[13:25] - Starting planned hardware maintenance on ESX01 virtualisation platform
[13:29] - NetOps team notices some VM are out (services are unstable)
[13:34] - NetOps team confirms all VM are up & running on previously upgraded ESX02 (cf. #20190115A) but GUI are still out (diagnosis in progress on ESX02)
[13:38] - NetOps/IS&T teams escalate to Commissioning subcontractor regarding a potential network issue
[13:47] - ESX01 back online; GUI are still out
[14:01] - NetOps prepares the DNS switchover (from site B to site A) but does not fire it
[14:11] - Commissioning subcontractor acknowledges a network issue: starting network debug with on-site actions (IS&T)
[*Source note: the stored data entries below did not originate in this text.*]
//! Round engine: deal, guess, reveal.

use alloc::string::String;

use rand::Rng;
use rand_chacha::ChaCha8Rng;
use tracing::debug;

use crate::deck::Deck;
use crate::error::{DrawError, PlayerError, RoundError};
use crate::hand::Hand;
use crate::options::RoundOptions;
use crate::player::Player;

pub mod state;

pub use state::{GuessOutcome, RoundState};

/// A single guessing round.
///
/// The round owns its deck and player; nothing is shared between rounds.
/// Play proceeds [`deal`](Round::deal), then [`guess`](Round::guess), after
/// which [`revealed`](Round::revealed) exposes the hand.
#[derive(Debug)]
pub struct Round<R = ChaCha8Rng> {
    /// Cards not yet dealt.
    deck: Deck<R>,
    /// The guessing player.
    player: Player,
    /// Round options.
    options: RoundOptions,
    /// Current round state.
    state: RoundState,
}

impl Round<ChaCha8Rng> {
    /// Creates a new round with a fresh deck seeded from `seed`.
    ///
    /// # Errors
    ///
    /// Returns [`PlayerError::EmptyName`] if `name` is blank.
    ///
    /// # Example
    ///
    /// ```
    /// use higher_card::{Round, RoundOptions};
    ///
    /// let mut round = Round::new("Ada", RoundOptions::default(), 42).unwrap();
    /// round.deal().unwrap();
    /// let outcome = round.guess(0).unwrap();
    /// assert_eq!(round.revealed().map(|hand| hand.len()), Some(2));
    /// let _ = outcome.correct;
    /// ```
    pub fn new(
        name: impl Into<String>,
        options: RoundOptions,
        seed: u64,
    ) -> Result<Self, PlayerError> {
        Self::with_deck(name, options, Deck::new(seed))
    }
}

impl<R: Rng> Round<R> {
    /// Creates a new round dealing from the given deck.
    ///
    /// # Errors
    ///
    /// Returns [`PlayerError::EmptyName`] if `name` is blank.
    pub fn with_deck(
        name: impl Into<String>,
        options: RoundOptions,
        deck: Deck<R>,
    ) -> Result<Self, PlayerError> {
        let player = Player::new(name)?;
        debug!(player = %player.id(), name = player.name(), "round created");

        Ok(Self {
            deck,
            player,
            options,
            state: RoundState::Dealing,
        })
    }

    /// Deals the configured number of cards to the player, in dealing order.
    ///
    /// # Errors
    ///
    /// Returns [`RoundError::InvalidState`] if cards were already dealt and
    /// [`RoundError::Draw`] if the deck cannot cover the whole deal. No card
    /// is dealt when an error is returned.
    pub fn deal(&mut self) -> Result<(), RoundError> {
        if self.state != RoundState::Dealing {
            return Err(RoundError::InvalidState);
        }
        if self.deck.len() < self.options.cards_dealt {
            return Err(DrawError::Exhausted.into());
        }

        if self.options.shuffle_before_deal {
            self.deck.shuffle();
        }
        for _ in 0..self.options.cards_dealt {
            let card = self.deck.draw_random()?;
            self.player.receive(card);
        }

        self.state = RoundState::Guessing;
        debug!(player = %self.player.id(), hand = %self.player.hand(), "cards dealt");
        Ok(())
    }

    /// Evaluates the player's guess that the card at `index` is the highest.
    ///
    /// # Errors
    ///
    /// Returns [`RoundError::InvalidState`] unless cards are dealt and no
    /// guess was made yet, and [`RoundError::Guess`] if `index` is not a
    /// hand position. The round stays in the guessing state on error.
    pub fn guess(&mut self, index: usize) -> Result<GuessOutcome, RoundError> {
        if self.state != RoundState::Guessing {
            return Err(RoundError::InvalidState);
        }

        let correct = self.player.guess(index)?;
        self.state = RoundState::Revealed;
        debug!(player = %self.player.id(), index, correct, "guess evaluated");

        Ok(GuessOutcome { index, correct })
    }

    /// Returns the player's hand once the guess has been made.
    #[must_use]
    pub fn revealed(&self) -> Option<&Hand> {
        (self.state == RoundState::Revealed).then(|| self.player.hand())
    }

    /// Returns the current round state.
    #[must_use]
    pub const fn state(&self) -> RoundState {
        self.state
    }

    /// Returns the player.
    #[must_use]
    pub const fn player(&self) -> &Player {
        &self.player
    }

    /// Returns the deck.
    #[must_use]
    pub const fn deck(&self) -> &Deck<R> {
        &self.deck
    }

    /// Returns the round options.
    #[must_use]
    pub const fn options(&self) -> &RoundOptions {
        &self.options
    }
}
[14:17] - Network issue confirmed: need to test the whole wiring
[14:29] - Network issue solved but GUI are still out
[14:33] - DNS switch triggered
[14:40] - Rebooting ESX02
[14:46] - VM are partially back on ESX01 and still booting up
[14:46] - ESX02 is up & running: load-balancing VM between hosts
[15:13] - Services are up & running ; testing the network failover
[15:20] - Incident closed. DNS switchback will be initiated in another three hours.
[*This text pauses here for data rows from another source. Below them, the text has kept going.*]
//! Player hand representation.

use alloc::vec::Vec;
use core::fmt;

use crate::card::Card;

/// An ordered, immutable sequence of cards.
///
/// [`Hand::add`] and [`Hand::remove`] return a new hand and leave the
/// receiver untouched, so earlier snapshots stay valid. Order is dealing
/// order; index 0 is the first card dealt.
#[derive(Debug, Clone, Default, PartialEq, Eq, Hash)]
pub struct Hand {
    /// Cards in the hand.
    cards: Vec<Card>,
}

impl Hand {
    /// Creates an empty hand.
    #[must_use]
    pub const fn empty() -> Self {
        Self { cards: Vec::new() }
    }

    /// Returns a new hand with `card` appended.
    #[must_use]
    pub fn add(&self, card: Card) -> Self {
        let mut cards = Vec::with_capacity(self.cards.len() + 1);
        cards.extend_from_slice(&self.cards);
        cards.push(card);
        Self { cards }
    }

    /// Returns a new hand without the first card equal to `card`.
    ///
    /// If the card is not held the result equals `self`.
    #[must_use]
    pub fn remove(&self, card: &Card) -> Self {
        let mut cards = self.cards.clone();
        if let Some(position) = cards.iter().position(|held| held == card) {
            cards.remove(position);
        }
        Self { cards }
    }

    /// Returns the cards in the hand.
    #[must_use]
    pub fn cards(&self) -> &[Card] {
        &self.cards
    }

    /// Returns the card at `index`.
    #[must_use]
    pub fn get(&self, index: usize) -> Option<&Card> {
        self.cards.get(index)
    }

    /// Returns an iterator over the cards.
    pub fn iter(&self) -> core::slice::Iter<'_, Card> {
        self.cards.iter()
    }

    /// Returns whether the hand holds `card`.
    #[must_use]
    pub fn contains(&self, card: &Card) -> bool {
        self.cards.contains(card)
    }

    /// Returns the number of cards in the hand.
    #[must_use]
    pub fn len(&self) -> usize {
        self.cards.len()
    }

    /// Returns whether the hand is empty.
    #[must_use]
    pub fn is_empty(&self) -> bool {
        self.cards.is_empty()
    }

    /// Returns whether the card at `index` is strictly greater than every
    /// other card in the hand, or `None` if `index` is out of range.
    ///
    /// Other cards are skipped by position, so a duplicate of the guessed
    /// card elsewhere in the hand makes the result `false`.
    #[must_use]
    pub fn is_strict_max(&self, index: usize) -> Option<bool> {
        let guessed = self.cards.get(index)?;
        Some(
            self.cards
                .iter()
                .enumerate()
                .filter(|&(position, _)| position != index)
                .all(|(_, card)| guessed > card),
        )
    }

    /// Returns the position of the unique highest card.
    ///
    /// Returns `None` for an empty hand or when the highest card is held twice.
    #[must_use]
    pub fn max_index(&self) -> Option<usize> {
        (0..self.cards.len()).find(|&index| self.is_strict_max(index) == Some(true))
    }
}

impl FromIterator<Card> for Hand {
    fn from_iter<I: IntoIterator<Item = Card>>(iter: I) -> Self {
        Self {
            cards: iter.into_iter().collect(),
        }
    }
}

impl<'a> IntoIterator for &'a Hand {
    type Item = &'a Card;
    type IntoIter = core::slice::Iter<'a, Card>;

    fn into_iter(self) -> Self::IntoIter {
        self.cards.iter()
    }
}

/// Cards separated by spaces, e.g. `TWO-CLUB ACE-SPADE`.
impl fmt::Display for Hand {
    fn fmt(&self, f: &mut fmt::Formatter<'_>) -> fmt::Result {
        for (index, card) in self.cards.iter().enumerate() {
            if index > 0 {
                f.write_str(" ")?;
            }
            write!(f, "{card}")?;
        }
        Ok(())
    }
}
The incident was due to a wiring fault; labels were missing on network cables (for traffic and synchronisation between VM), rendering human error during hardware maintenance more probable. Rework of the entire network and power wiring is going to be planned. First, an audit will be performed, by the end of this month (2019-01). Depending on the results, several on-site maintenance windows will follow.